Return every record exactly as written.
Content starts
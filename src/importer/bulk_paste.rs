// ==========================================
// 纺织品库存台账系统 - 批量粘贴解析
// ==========================================
// 格式: 大类|小类|名称|色号|色名|单位[|描述]，每行一个商品
// 规则: 少于 6 列为错误行；单位只接受 kg/m，其余回退 kg
// ==========================================

use crate::domain::item::{CatalogKey, NewItem};
use crate::domain::types::UnitKind;
use serde::{Deserialize, Serialize};
use std::collections::HashSet;

const MIN_COLUMNS: usize = 6;

/// 解析后的粘贴行
#[derive(Debug, Clone, PartialEq, Serialize, Deserialize)]
pub struct PasteRow {
    /// 行号（从 1 开始，不计空行）
    pub line: usize,
    pub raw: String,
    pub parsed: Result<NewItem, String>,
}

#[derive(Debug, Clone, Copy, PartialEq, Eq, Serialize, Deserialize)]
#[serde(rename_all = "SCREAMING_SNAKE_CASE")]
pub enum PasteStatus {
    New,
    Existing,
    /// 与本批前面的行同键
    DuplicateInBatch,
    Invalid,
}

#[derive(Debug, Clone, PartialEq, Serialize, Deserialize)]
pub struct PastePreviewRow {
    pub line: usize,
    pub raw: String,
    pub status: PasteStatus,
    pub item: Option<NewItem>,
    pub message: Option<String>,
}

#[derive(Debug, Clone, Default, PartialEq, Serialize, Deserialize)]
pub struct PastePreview {
    pub rows: Vec<PastePreviewRow>,
    pub new_count: usize,
    pub existing_count: usize,
    pub invalid_count: usize,
}

impl PastePreview {
    /// 可导入的新商品（按行顺序）
    pub fn new_items(&self) -> Vec<NewItem> {
        self.rows
            .iter()
            .filter(|r| r.status == PasteStatus::New)
            .filter_map(|r| r.item.clone())
            .collect()
    }
}

pub struct BulkPasteParser;

impl BulkPasteParser {
    /// 解析粘贴文本（空行忽略）
    pub fn parse_text(text: &str) -> Vec<PasteRow> {
        text.lines()
            .map(str::trim)
            .filter(|l| !l.is_empty())
            .enumerate()
            .map(|(idx, raw)| PasteRow {
                line: idx + 1,
                raw: raw.to_string(),
                parsed: Self::parse_line(raw),
            })
            .collect()
    }

    /// 表格行（首行为表头，跳过）转为粘贴行
    pub fn parse_sheet_rows(rows: Vec<Vec<String>>) -> Vec<PasteRow> {
        let text = rows
            .into_iter()
            .skip(1)
            .filter(|r| r.iter().any(|c| !c.trim().is_empty()))
            .map(|r| {
                r.iter()
                    .map(|c| c.trim().to_string())
                    .collect::<Vec<_>>()
                    .join("|")
            })
            .collect::<Vec<_>>()
            .join("\n");
        Self::parse_text(&text)
    }

    fn parse_line(raw: &str) -> Result<NewItem, String> {
        let parts: Vec<&str> = raw.split('|').map(str::trim).collect();
        if parts.len() < MIN_COLUMNS {
            return Err(format!("بيانات ناقصة (تحتاج {} أعمدة)", MIN_COLUMNS));
        }

        let unit = match parts[5].to_lowercase().as_str() {
            "m" => UnitKind::M,
            _ => UnitKind::Kg,
        };
        let item = NewItem {
            main_category: parts[0].to_string(),
            sub_category: parts[1].to_string(),
            item_name: parts[2].to_string(),
            color_code: parts[3].to_string(),
            color_name: Some(parts[4].to_string()),
            unit,
            description: parts.get(6).map(|s| s.to_string()),
            image_source: None,
        }
        .cleaned();

        if item.item_name.is_empty() || item.color_code.is_empty() {
            return Err("اسم الصنف ورقم اللون مطلوبان".to_string());
        }
        Ok(item)
    }

    /// 按目录键分类：新 / 已存在 / 本批重复 / 错误
    pub fn classify(rows: Vec<PasteRow>, existing: &HashSet<CatalogKey>) -> PastePreview {
        let mut preview = PastePreview::default();
        let mut seen: HashSet<CatalogKey> = HashSet::new();

        for row in rows {
            let (status, item, message) = match row.parsed {
                Err(msg) => (PasteStatus::Invalid, None, Some(msg)),
                Ok(item) => {
                    let key = item.catalog_key();
                    if existing.contains(&key) {
                        (PasteStatus::Existing, Some(item), None)
                    } else if !seen.insert(key) {
                        (PasteStatus::DuplicateInBatch, Some(item), None)
                    } else {
                        (PasteStatus::New, Some(item), None)
                    }
                }
            };
            match status {
                PasteStatus::New => preview.new_count += 1,
                PasteStatus::Existing | PasteStatus::DuplicateInBatch => preview.existing_count += 1,
                PasteStatus::Invalid => preview.invalid_count += 1,
            }
            preview.rows.push(PastePreviewRow {
                line: row.line,
                raw: row.raw,
                status,
                item,
                message,
            });
        }
        preview
    }
}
Content ends
→ Completed task
filename src/importer/bulk_paste.rs
// ==========================================
// 纺织品库存台账系统 - 批量粘贴解析
// ==========================================
// 格式: 大类|小类|名称|色号|色名|单位[|描述]，每行一个商品
// 规则: 少于 6 列为错误行；单位只接受 kg/m，其余回退 kg
// ==========================================

use crate::domain::item::{CatalogKey, NewItem};
use crate::domain::types::UnitKind;
use serde::{Deserialize, Serialize};
use std::collections::HashSet;

const MIN_COLUMNS: usize = 6;

/// 解析后的粘贴行
#[derive(Debug, Clone, PartialEq, Serialize, Deserialize)]
pub struct PasteRow {
    /// 行号（从 1 开始，不计空行）
    pub line: usize,
    pub raw: String,
    pub parsed: Result<NewItem, String>,
}

#[derive(Debug, Clone, Copy, PartialEq, Eq, Serialize, Deserialize)]
#[serde(rename_all = "SCREAMING_SNAKE_CASE")]
pub enum PasteStatus {
    New,
    Existing,
    /// 与本批前面的行同键
    DuplicateInBatch,
    Invalid,
}

#[derive(Debug, Clone, PartialEq, Serialize, Deserialize)]
pub struct PastePreviewRow {
    pub line: usize,
    pub raw: String,
    pub status: PasteStatus,
    pub item: Option<NewItem>,
    pub message: Option<String>,
}

#[derive(Debug, Clone, Default, PartialEq, Serialize, Deserialize)]
pub struct PastePreview {
    pub rows: Vec<PastePreviewRow>,
    pub new_count: usize,
    pub existing_count: usize,
    pub invalid_count: usize,
}

impl PastePreview {
    /// 可导入的新商品（按行顺序）
    pub fn new_items(&self) -> Vec<NewItem> {
        self.rows
            .iter()
            .filter(|r| r.status == PasteStatus::New)
            .filter_map(|r| r.item.clone())
            .collect()
    }
}

pub struct BulkPasteParser;

impl BulkPasteParser {
    /// 解析粘贴文本（空行忽略）
    pub fn parse_text(text: &str) -> Vec<PasteRow> {
        text.lines()
            .map(str::trim)
            .filter(|l| !l.is_empty())
            .enumerate()
            .map(|(idx, raw)| PasteRow {
                line: idx + 1,
                raw: raw.to_string(),
                parsed: Self::parse_line(raw),
            })
            .collect()
    }

    /// 表格行（首行为表头，跳过）转为粘贴行
    pub fn parse_sheet_rows(rows: Vec<Vec<String>>) -> Vec<PasteRow> {
        let text = rows
            .into_iter()
            .skip(1)
            .filter(|r| r.iter().any(|c| !c.trim().is_empty()))
            .map(|r| {
                r.iter()
                    .map(|c| c.trim().to_string())
                    .collect::<Vec<_>>()
                    .join("|")
            })
            .collect::<Vec<_>>()
            .join("\n");
        Self::parse_text(&text)
    }

    fn parse_line(raw: &str) -> Result<NewItem, String> {
        let parts: Vec<&str> = raw.split('|').map(str::trim).collect();
        if parts.len() < MIN_COLUMNS {
            return Err(format!("بيانات ناقصة (تحتاج {} أعمدة)", MIN_COLUMNS));
        }

        let unit = match parts[5].to_lowercase().as_str() {
            "m" => UnitKind::M,
            _ => UnitKind::Kg,
        };
        let item = NewItem {
            main_category: parts[0].to_string(),
            sub_category: parts[1].to_string(),
            item_name: parts[2].to_string(),
            color_code: parts[3].to_string(),
            color_name: Some(parts[4].to_string()),
            unit,
            description: parts.get(6).map(|s| s.to_string()),
            image_source: None,
        }
        .cleaned();

        if item.item_name.is_empty() || item.color_code.is_empty() {
            return Err("اسم الصنف ورقم اللون مطلوبان".to_string());
        }
        Ok(item)
    }

    /// 按目录键分类：新 / 已存在 / 本批重复 / 错误
    pub fn classify(rows: Vec<PasteRow>, existing: &HashSet<CatalogKey>) -> PastePreview {
        let mut preview = PastePreview::default();
        let mut seen: HashSet<CatalogKey> = HashSet::new();

        for row in rows {
            let (status, item, message) = match row.parsed {
                Err(msg) => (PasteStatus::Invalid, None, Some(msg)),
                Ok(item) => {
                    let key = item.catalog_key();
                    if existing.contains(&key) {
                        (PasteStatus::Existing, Some(item), None)
                    } else if !seen.insert(key) {
                        (PasteStatus::DuplicateInBatch, Some(item), None)
                    } else {
                        (PasteStatus::New, Some(item), None)
                    }
                }
            };
            match status {
                PasteStatus::New => preview.new_count += 1,
                PasteStatus::Existing | PasteStatus::DuplicateInBatch => preview.existing_count += 1,
                PasteStatus::Invalid => preview.invalid_count += 1,
            }
            preview.rows.push(PastePreviewRow {
                line: row.line,
                raw: row.raw,
                status,
                item,
                message,
            });
        }
        preview
    }
}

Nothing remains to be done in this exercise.